- WHAT TO PRODUCE: Nothing but the line holding "assert!(!week.has_any_data());" and the lines after it, through the end of the records, should be set down, each exactly as it is.

- DATA:

[Start of Attachment]

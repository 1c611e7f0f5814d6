use super::{
    models::{Activity, WeekData},
    types::{Bool, Date, DateKey, DayOfWeek},
};
use crate::core::cli::CliPaths;
use crate::errors::Error;
use chrono::{Datelike, NaiveDate};
use std::path::PathBuf;

// ---------- types.rs ----------
#[test]
fn date_key_encodes_yyyymmdd() {
    let date = NaiveDate::from_ymd_opt(2024, 6, 3).unwrap();
    let key = DateKey::from_date(date);
    assert_eq!(key, DateKey(20240603));
    assert_eq!(key.to_string(), "20240603");
    assert_eq!(key.to_date(), Some(date));
}

#[test]
fn date_key_rejects_impossible_days() {
    assert_eq!(DateKey(20240230).to_date(), None);
    assert_eq!(DateKey(20241301).to_date(), None);
}

#[test]
fn date_key_deserializes_from_plain_integer() {
    let key: DateKey = serde_json::from_str("20240609").unwrap();
    assert_eq!(key, DateKey(20240609));
}

#[test]
fn day_of_week_indexes_from_monday() {
    assert_eq!(DayOfWeek::Mon.index(), 0);
    assert_eq!(DayOfWeek::Sun.index(), 6);
    assert_eq!(DayOfWeek::from_index(2), Some(DayOfWeek::Wed));
    assert_eq!(DayOfWeek::from_index(7), None);
    assert_eq!(DayOfWeek::Sat.abbrev(), "토");
    assert_eq!(DayOfWeek::Thu.to_string(), "목요일");
}

#[test]
fn date_accepts_multiple_formats_and_defaults_year() {
    let d = Date::try_from_str("2025-01-01").unwrap();
    assert_eq!(d.to_string(), "2025-01-01");

    let slash = Date::try_from_str("2025/01/02").unwrap();
    assert_eq!(slash.0, NaiveDate::from_ymd_opt(2025, 1, 2).unwrap());

    let compact = Date::try_from_str("20250103").unwrap();
    assert_eq!(compact.0, NaiveDate::from_ymd_opt(2025, 1, 3).unwrap());

    let dotted = Date::try_from_str("2024.06.05").unwrap();
    assert_eq!(dotted.0, NaiveDate::from_ymd_opt(2024, 6, 5).unwrap());

    let short = Date::try_from_str("12-31").unwrap();
    assert_eq!(short.0.month(), 12);
    assert_eq!(short.0.day(), 31);
}

#[test]
fn date_reports_usage_on_garbage() {
    let err = Date::try_from_str("someday").unwrap_err();
    match err {
        Error::Parse(msg) => assert!(msg.starts_with("Invalid date format: 'someday'.")),
        other => panic!("expected parse error, got {other:?}"),
    }
}

#[test]
fn bool_parses_text_values() {
    assert_eq!(Bool::try_from_str("True").unwrap(), Bool(true));
    assert_eq!(Bool::try_from_str("false").unwrap(), Bool(false));
    assert!(Bool::try_from_str("yes").is_err());
    assert_eq!(Bool(false).to_string(), "False");
}

// ---------- models.rs ----------
#[test]
fn activity_reads_korean_columns_and_keeps_extra_fields() {
    let json = r#"{
        "id": 7,
        "날짜": 20240603,
        "시작시간": "9:00",
        "종료시간": "10:00",
        "활동명": "수학",
        "메모": "교재 지참"
    }"#;
    let activity: Activity = serde_json::from_str(json).unwrap();
    assert_eq!(activity.date, DateKey(20240603));
    assert_eq!(activity.start_time(), Some("9:00"));
    assert_eq!(activity.end_time(), "10:00");
    assert_eq!(activity.name, "수학");
    assert_eq!(activity.extra.get("id"), Some(&serde_json::json!(7)));
    assert_eq!(activity.extra.get("메모"), Some(&serde_json::json!("교재 지참")));

    let back = serde_json::to_value(&activity).unwrap();
    assert_eq!(back["메모"], "교재 지참");
    assert_eq!(back["활동명"], "수학");
}

#[test]
fn activity_without_start_reports_none() {
    let json = r#"{ "날짜": 20240603, "활동명": "자유시간" }"#;
    let activity: Activity = serde_json::from_str(json).unwrap();
    assert_eq!(activity.start_time(), None);
    assert_eq!(activity.end_time(), "");

    let mut blank = Activity::new(DateKey(20240603), "", "10:00", "x");
    assert_eq!(blank.start_time(), None);
    blank.start = None;
    assert_eq!(blank.start_time(), None);
}

#[test]
fn week_data_defaults_missing_days_to_empty() {
    let keys = [DateKey(20240603), DateKey(20240604)];
    let mut week = WeekData::empty_for(&keys);
    assert_eq!(week.len(), 2);
    assert!(!week.has_any_data());
    assert!(week.day(DateKey(20240610)).is_empty());

    week.insert(
        keys[1],
        vec![Activity::new(keys[1], "9:00", "10:00", "수학")],
    );
    assert!(week.has_any_data());
    assert_eq!(week.total_activities(), 1);
    assert_eq!(week.day(keys[1])[0].name, "수학");
}

// ---------- cli.rs ----------
#[test]
fn cli_paths_parse_flags_and_defaults() {
    let args = vec![
        "--config".to_string(),
        "cfg.json".to_string(),
        "--exports".to_string(),
        "out".to_string(),
    ];
    let paths = CliPaths::from_args(args.into_iter()).unwrap();
    assert_eq!(paths.config_path, PathBuf::from("cfg.json"));
    assert_eq!(paths.logs_dir, PathBuf::from("logs"));
    assert_eq!(paths.exports_dir, PathBuf::from("out"));
}

#[test]
fn cli_paths_reject_unknown_and_dangling_flags() {
    let err = CliPaths::from_args(vec!["--bogus".to_string()].into_iter()).unwrap_err();
    assert_eq!(err, "Unknown argument: --bogus");

    let err = CliPaths::from_args(vec!["--logs".to_string()].into_iter()).unwrap_err();
    assert_eq!(err, "Missing value for --logs");
}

[End of Attachment]

- REPLY:
    assert!(!week.has_any_data());
    assert!(week.day(DateKey(20240610)).is_empty());

    week.insert(
        keys[1],
        vec![Activity::new(keys[1], "9:00", "10:00", "수학")],
    );
    assert!(week.has_any_data());
    assert_eq!(week.total_activities(), 1);
    assert_eq!(week.day(keys[1])[0].name, "수학");
}

// ---------- cli.rs ----------
#[test]
fn cli_paths_parse_flags_and_defaults() {
    let args = vec![
        "--config".to_string(),
        "cfg.json".to_string(),
        "--exports".to_string(),
        "out".to_string(),
    ];
    let paths = CliPaths::from_args(args.into_iter()).unwrap();
    assert_eq!(paths.config_path, PathBuf::from("cfg.json"));
    assert_eq!(paths.logs_dir, PathBuf::from("logs"));
    assert_eq!(paths.exports_dir, PathBuf::from("out"));
}

#[test]
fn cli_paths_reject_unknown_and_dangling_flags() {
    let err = CliPaths::from_args(vec!["--bogus".to_string()].into_iter()).unwrap_err();
    assert_eq!(err, "Unknown argument: --bogus");

    let err = CliPaths::from_args(vec!["--logs".to_string()].into_iter()).unwrap_err();
    assert_eq!(err, "Missing value for --logs");
}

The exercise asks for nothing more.